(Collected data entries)
Content starts
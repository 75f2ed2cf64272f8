//! Point data: known mineral occurrences and sparse field measurements

use geo_types::Coord;
use serde::{Deserialize, Serialize};

use crate::crs::CRS;
use crate::error::Result;

/// A known mineral occurrence (mine) used as ground truth
#[derive(Debug, Clone, PartialEq, Serialize, Deserialize)]
pub struct ReferenceSite {
    pub name: String,
    /// Location in the raster CRS
    pub location: Coord<f64>,
    /// Originating WGS84 (latitude, longitude), when the site was given in degrees
    #[serde(default, skip_serializing_if = "Option::is_none")]
    pub lat_lon: Option<(f64, f64)>,
}

impl ReferenceSite {
    pub fn new(name: impl Into<String>, x: f64, y: f64) -> Self {
        Self {
            name: name.into(),
            location: Coord { x, y },
            lat_lon: None,
        }
    }

    /// Site given in WGS84 degrees, projected into `crs`
    pub fn from_lat_lon(name: impl Into<String>, lat: f64, lon: f64, crs: &CRS) -> Result<Self> {
        Ok(Self {
            name: name.into(),
            location: crs.project_wgs84(lon, lat)?,
            lat_lon: Some((lat, lon)),
        })
    }

    /// Euclidean distance to a point in the same CRS
    pub fn distance_to(&self, point: Coord<f64>) -> f64 {
        let dx = self.location.x - point.x;
        let dy = self.location.y - point.y;
        (dx * dx + dy * dy).sqrt()
    }
}

/// A sample point with x, y coordinates and a value.
#[derive(Debug, Clone, Copy, PartialEq, Serialize, Deserialize)]
pub struct SamplePoint {
    pub x: f64,
    pub y: f64,
    pub value: f64,
}

impl SamplePoint {
    pub fn new(x: f64, y: f64, value: f64) -> Self {
        Self { x, y, value }
    }

    /// Squared Euclidean distance to another point
    #[inline]
    pub fn dist_sq(&self, other_x: f64, other_y: f64) -> f64 {
        let dx = self.x - other_x;
        let dy = self.y - other_y;
        dx * dx + dy * dy
    }

    #[inline]
    pub fn dist(&self, other_x: f64, other_y: f64) -> f64 {
        self.dist_sq(other_x, other_y).sqrt()
    }
}

/// Unordered field measurements from one source (magnetometry, one assay element).
///
/// Duplicate coordinates are allowed; consumers must not rely on order.
#[derive(Debug, Clone, Default, PartialEq, Serialize, Deserialize)]
pub struct SparsePointSet {
    pub label: String,
    pub points: Vec<SamplePoint>,
}

impl SparsePointSet {
    pub fn new(label: impl Into<String>, points: Vec<SamplePoint>) -> Self {
        Self {
            label: label.into(),
            points,
        }
    }

    pub fn len(&self) -> usize {
        self.points.len()
    }

    pub fn is_empty(&self) -> bool {
        self.points.is_empty()
    }

    /// Points whose coordinates and value are all finite
    pub fn finite_points(&self) -> Vec<SamplePoint> {
        self.points
            .iter()
            .filter(|p| p.x.is_finite() && p.y.is_finite() && p.value.is_finite())
            .copied()
            .collect()
    }

    /// Bounding box (min_x, min_y, max_x, max_y) of the finite points
    pub fn bounds(&self) -> Option<(f64, f64, f64, f64)> {
        self.finite_points().iter().fold(None, |acc, p| {
            Some(match acc {
                None => (p.x, p.y, p.x, p.y),
                Some((min_x, min_y, max_x, max_y)) => {
                    (min_x.min(p.x), min_y.min(p.y), max_x.max(p.x), max_y.max(p.y))
                }
            })
        })
    }
}

#[cfg(test)]
mod tests {
    use super::*;

    #[test]
    fn test_site_distance() {
        let site = ReferenceSite::new("La Colorada", 0.0, 0.0);
        assert_eq!(site.distance_to(Coord { x: 3.0, y: 4.0 }), 5.0);
    }

    #[test]
    fn test_site_from_lat_lon() {
        let site = ReferenceSite::from_lat_lon("CM", 0.0, -105.0, &CRS::utm(13, true)).unwrap();
        assert!((site.location.x - 500_000.0).abs() < 0.01);
        assert_eq!(site.lat_lon, Some((0.0, -105.0)));
    }

    #[test]
    fn test_point_set_bounds_skip_non_finite() {
        let set = SparsePointSet::new(
            "magnetic",
            vec![
                SamplePoint::new(0.0, 5.0, 1.0),
                SamplePoint::new(10.0, -2.0, 2.0),
                SamplePoint::new(100.0, 100.0, f64::NAN),
            ],
        );
        assert_eq!(set.finite_points().len(), 2);
        assert_eq!(set.bounds(), Some((0.0, -2.0, 10.0, 5.0)));
    }
}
Content ends
#### [Exercise aim]
Go through the data above and copy each line that holds the word "PartialEq".

#### [Result for this exercise]
#[derive(Debug, Clone, PartialEq, Serialize, Deserialize)]
#[derive(Debug, Clone, Copy, PartialEq, Serialize, Deserialize)]
#[derive(Debug, Clone, Default, PartialEq, Serialize, Deserialize)]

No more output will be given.